We are all emigrants from the homeland of our childhood – Georgi Gospodinov

So much so, that when he mentioned Faraglioni, I knew exactly which house, literally around the block. While he noted an incorrect address, the Italian tile description is unmistakable. As Diop would say “inside outside”. I came to know the house because the architect Luis Ferreira Da Silva who designed it took us there to give us an idea of his work. I even read about it in one of the Home magazines. I recall the curved entrance hall staircase and the Italian shutter windows on the inside, the exact scene recreated when the husband proposed to his wife. Romance infused architecture. The owners have since sold and moved on.

So together, Ivan observing and writing from the outside, and my recollection of the inside of just this home, somewhat makes for the double which Diop talks about. When he speaks nostalgically about hollyhocks, a flower which Han Kang also describes, the connection was surreal.

Vladislavic compiles a smorgasbord of his personal journal, starting from the Covid-19 pandemic through the darkness of load shedding. It reveals his penchant for micro sculpture found by collecting odd small items during his daily walks amidst high walls. He laments his parents, celebrates his friends, grapples with displacement, trauma, fragility and mortality, all as an ode to walking as it is to the city of Johannesburg. His writing weaves through suburbs, streets and gardens.

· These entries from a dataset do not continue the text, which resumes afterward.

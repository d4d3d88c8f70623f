//! services/api/src/web/profile.rs
//!
//! Profile endpoint for the authenticated user.

use axum::{extract::State, Extension, Json};
use bookshelf_core::domain::ProfileUpdate;
use serde::Deserialize;
use std::sync::Arc;
use utoipa::ToSchema;

use crate::error::{ApiError, ErrorBody};
use crate::web::auth::UserEnvelope;
use crate::web::extract::{non_blank, JsonBody};
use crate::web::middleware::AuthUser;
use crate::web::state::AppState;

#[derive(Deserialize, ToSchema)]
#[serde(rename_all = "camelCase")]
pub struct UpdateProfileRequest {
    pub full_name: Option<String>,
    pub mobile: Option<String>,
}

/// PATCH /user - Update the caller's own profile
#[utoipa::path(
    patch,
    path = "/user",
    request_body = UpdateProfileRequest,
    responses(
        (status = 200, description = "Profile updated", body = UserEnvelope),
        (status = 400, description = "No data provided", body = ErrorBody),
        (status = 401, description = "Missing or invalid token", body = ErrorBody),
        (status = 404, description = "User no longer exists", body = ErrorBody)
    ),
    security(("bearer" = []), ("cookie" = []))
)]
pub async fn update_profile_handler(
    State(state): State<Arc<AppState>>,
    Extension(auth): Extension<AuthUser>,
    JsonBody(req): JsonBody<UpdateProfileRequest>,
) -> Result<Json<UserEnvelope>, ApiError> {
    let update = ProfileUpdate {
        full_name: non_blank(req.full_name),
        mobile: non_blank(req.mobile),
    };
    if update.full_name.is_none() && update.mobile.is_none() {
        return Err(ApiError::BadRequest("No data provided to update".to_string()));
    }

    let user = state.db.update_user_profile(auth.user_id, update).await?;
    Ok(Json(UserEnvelope {
        message: "Profile updated successfully".to_string(),
        user: user.into(),
    }))
}
//! services/api/src/web/rest.rs
//!
//! The master definition for the OpenAPI specification.

use utoipa::{
    openapi::security::{ApiKey, ApiKeyValue, HttpAuthScheme, HttpBuilder, SecurityScheme},
    Modify, OpenApi,
};

use crate::error::ErrorBody;
use crate::web::{auth, book_form, bookmarks, books, categories, profile, search};

//=========================================================================================
// OpenAPI Master Definition
//=========================================================================================

#[derive(OpenApi)]
#[openapi(
    paths(
        auth::register_handler,
        auth::login_handler,
        auth::logout_handler,
        auth::me_handler,
        profile::update_profile_handler,
        books::list_books_handler,
        books::get_book_handler,
        books::create_book_handler,
        books::update_book_handler,
        books::delete_book_handler,
        categories::list_categories_handler,
        categories::featured_handler,
        search::search_handler,
        bookmarks::list_bookmarks_handler,
        bookmarks::upsert_bookmark_handler,
        bookmarks::update_bookmark_handler,
    ),
    components(
        schemas(
            ErrorBody,
            auth::RegisterRequest,
            auth::LoginRequest,
            auth::UserResponse,
            auth::UserEnvelope,
            auth::LoginResponse,
            auth::MessageResponse,
            auth::SessionResponse,
            profile::UpdateProfileRequest,
            book_form::BookPayload,
            book_form::ContentBlockPayload,
            books::BookResponse,
            books::CategoryResponse,
            books::ContentBlockResponse,
            categories::FeaturedResponse,
            bookmarks::UpsertBookmarkRequest,
            bookmarks::UpdateProgressRequest,
            bookmarks::BookmarkResponse,
            bookmarks::BookmarkWithBookResponse,
        )
    ),
    modifiers(&SecurityAddon),
    tags(
        (name = "Bookshelf API", description = "Accounts, catalog, search and reading progress.")
    )
)]
pub struct ApiDoc;

/// Registers the two ways a session token may be presented.
struct SecurityAddon;

impl Modify for SecurityAddon {
    fn modify(&self, openapi: &mut utoipa::openapi::OpenApi) {
        let components = openapi.components.get_or_insert_with(Default::default);
        components.add_security_scheme(
            "bearer",
            SecurityScheme::Http(
                HttpBuilder::new()
                    .scheme(HttpAuthScheme::Bearer)
                    .bearer_format("JWT")
                    .build(),
            ),
        );
        components.add_security_scheme(
            "cookie",
            SecurityScheme::ApiKey(ApiKey::Cookie(ApiKeyValue::new("token"))),
        );
    }
}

We’re always trying to save what we can from the previous generation, I think. To take something, perhaps the best thing, from our fathers. And our mothers. – Dave Edwards

Being familiar with the sculpture of the peacock by Kurt Lossgott at the Oriental Plaza, I was piqued enough to search and find another of his sculpture, the Owl and the Child by the Johannesburg Zoo, which Vladislavic observed in his walks. I have yet to venture to Langermankop but I too had noticed the iron roads holding the city together and the informal takeway vendors for workers. Vladislavic inspired me enough to continue walking, be more observant while sometimes just to allow ideas in your head to float and bounce around to come out a better version on your return.

Losing territory, in the sense of access rather than ownership, undoes memory. As the doors to parts of this city have closed, the memories associated with them have faded. I am cut off from this past as surely as if I had emigrated. Like other exiles, I write against the fear of oblivion, tending and replenishing my file in the archive of collective memory. Recreating a place in words gives it some kind of continuance, even if the exhibit has the artificiality of a museum and cannot provide a home. ‘In the end,’ as Theodor Adorno understood, the writer is not even allowed to live in his writing. Ivan Vladislavic

For my final holiday read I chose the magical realism and satire of “Seven Moons” delving into Sri Lanka’s turbulent history with the soul of Maali Almeida as my guide. A magically realistic ride into Sri Lanka’s brutal past showcasing unbounded human cruelty with spell binding storytelling using ghosts, ghouls and demons each riding the wind from down there, up there and in between. Shehan Karunatilaka provides a spiraling exposure to Sri Lanka’s (Ceylon’s) 5000 year history exposing the savage role played by the various groups especially over the last 40-50 years – the state, army (especially the Special Task Force), LTTE (Liberation Tigers of Tamil Eelam), JVP (People’s Liberation Front) and the Indian Peace Keeping Force.

It is therefore fitting to close this post depicting the roof and pillars shaped like characters for “human” in Chinese in this sea of inhumanity at the Tzu Chi Foundation which I came across cycling through Bedfordview described by Ivan Vladislavic.

What does 2025 hold for us? Happy reading and reflection as we head into 2025.